Task instructions. Go through the entries and count the lines with the string "Some" in them. Give only that number.

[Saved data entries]

//! Plain-text views of decisions and the dashboard.

use claim_desk::{
    Bucket, DashboardSnapshot, OverrideAction, ReviewRow, RiskBand, RoutingDecision, format_amount,
};
use std::fmt::{Display, Write};

fn risk_label(band: RiskBand) -> &'static str {
    match band {
        RiskBand::High => "high",
        RiskBand::Medium => "medium",
        RiskBand::Low => "low",
    }
}

fn or_na<T: Display>(value: Option<T>) -> String {
    value.map(|v| v.to_string()).unwrap_or_else(|| "N/A".to_string())
}

/// Result panel shown right after a submission.
pub fn routing_result(decision: &RoutingDecision) -> String {
    let mut out = String::new();
    let _ = writeln!(out, "Claim Routing Result");
    let _ = writeln!(out, "Claim ID: {}", decision.claim_id());
    let _ = writeln!(out, "Assigned Team: {}", decision.assigned_team());
    let _ = writeln!(
        out,
        "Urgency: {}   Risk Score: {}% ({})   Customer Value: {}",
        decision.urgency(),
        decision.risk_percent(),
        risk_label(decision.risk_band()),
        decision.customer_value()
    );
    reasons(&mut out, decision);
    fraud(&mut out, decision);
    out
}

fn reasons(out: &mut String, decision: &RoutingDecision) {
    let _ = writeln!(out, "Routing Reasons:");
    for reason in decision.reasoning() {
        let _ = writeln!(out, "  - {reason}");
    }
}

fn fraud(out: &mut String, decision: &RoutingDecision) {
    if decision.is_potential_fraud() {
        let _ = writeln!(out, "Potential fraud:");
        for indicator in decision.fraud_indicators() {
            let _ = writeln!(out, "  ! {indicator}");
        }
    }
}

/// Full detail view of one decision.
pub fn decision(decision: &RoutingDecision) -> String {
    let mut out = routing_result(decision);
    details(&mut out, decision);
    out
}

fn details(out: &mut String, decision: &RoutingDecision) {
    let data = decision.claim_data();
    let _ = writeln!(out, "Claim Details:");
    let _ = writeln!(out, "  Policyholder Age: {}", or_na(data.policyholder_age));
    let _ = writeln!(out, "  Warranty: {}", or_na(data.warranty.as_deref()));
    let _ = writeln!(out, "  Region: {}", or_na(data.claim_region.as_deref()));
    let _ = writeln!(out, "  Vehicle Brand: {}", or_na(data.vehicle_brand.as_deref()));
    let _ = writeln!(out, "  Claim Amount: {}", format_amount(data.claim_amount_paid));
    let _ = writeln!(out, "  Premium Paid: {}", format_amount(data.premium_amount_paid));
    let _ = writeln!(out, "  Claim Date: {}", or_na(data.claim_date.as_deref()));
    if let Some(text) = &data.raw_text {
        let _ = writeln!(out, "Original Claim Text:\n  {text}");
    }
}

fn distribution<T: Display>(out: &mut String, title: &str, buckets: &[Bucket<T>]) {
    let total: usize = buckets.iter().map(|b| b.count).sum();
    let slices: Vec<String> = buckets
        .iter()
        .map(|b| {
            let share = b.count as f64 * 100.0 / total as f64;
            format!("{}: {} ({share:.0}%)", b.tier, b.count)
        })
        .collect();
    let _ = writeln!(out, "{title}: {}", slices.join(", "));
}

pub fn row(row: &ReviewRow) -> String {
    let d = &row.decision;
    let mut out = String::new();
    let badge = row
        .status
        .label()
        .map(|label| format!(" [{label}]"))
        .unwrap_or_default();

    let _ = writeln!(out, "Claim ID: {}{}", d.claim_id(), badge);
    let _ = writeln!(
        out,
        "  Assigned to: {} | {} | {} | risk {}% | {}",
        d.assigned_team(),
        d.urgency(),
        d.customer_value(),
        d.risk_percent(),
        format_amount(d.claim_data().claim_amount_paid)
    );

    if row.expanded {
        reasons(&mut out, d);
        details(&mut out, d);
        let actions: Vec<&str> = [
            (OverrideAction::Approve, "approve"),
            (OverrideAction::Reject, "reject"),
        ]
        .into_iter()
        .filter(|(action, _)| row.can(*action))
        .map(|(_, name)| name)
        .collect();
        let _ = writeln!(out, "  Adjuster actions: {}", actions.join(", "));
    }
    out
}

pub fn dashboard(snapshot: &DashboardSnapshot) -> String {
    let view = &snapshot.view;
    let mut out = String::new();

    if let Some(error) = &snapshot.error {
        let _ = writeln!(out, "! {}", error.user_message());
    }
    if snapshot.loading {
        let _ = writeln!(out, "Loading claims...");
        return out;
    }

    if !view.is_empty() {
        distribution(&mut out, "Urgency", &view.urgency_distribution);
        distribution(&mut out, "Customer Value", &view.customer_value_distribution);
    }
    if !view.teams.is_empty() {
        let teams: Vec<String> = view
            .teams
            .iter()
            .map(|t| {
                if view.selected_team.as_deref() == Some(t.as_str()) {
                    format!("[{t}]")
                } else {
                    t.clone()
                }
            })
            .collect();
        let _ = writeln!(out, "Teams: {}", teams.join("  "));
        let _ = writeln!(out, "{}", view.summary_line());
    }
    if let Some(at) = snapshot.fetched_at {
        let _ = writeln!(out, "Last refreshed {}", at.format("%Y-%m-%d %H:%M:%S UTC"));
    }
    let _ = writeln!(out);

    if view.is_empty() {
        let _ = writeln!(out, "No claims found. Submit a claim to see it here.");
    } else {
        let heading = match &view.selected_team {
            Some(team) => format!("{} Claims for {}", view.total(), team),
            None => format!("{} Claims", view.total()),
        };
        let _ = writeln!(out, "{heading}");
        for r in &snapshot.rows {
            out.push_str(&row(r));
        }
    }
    out
}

Response. 5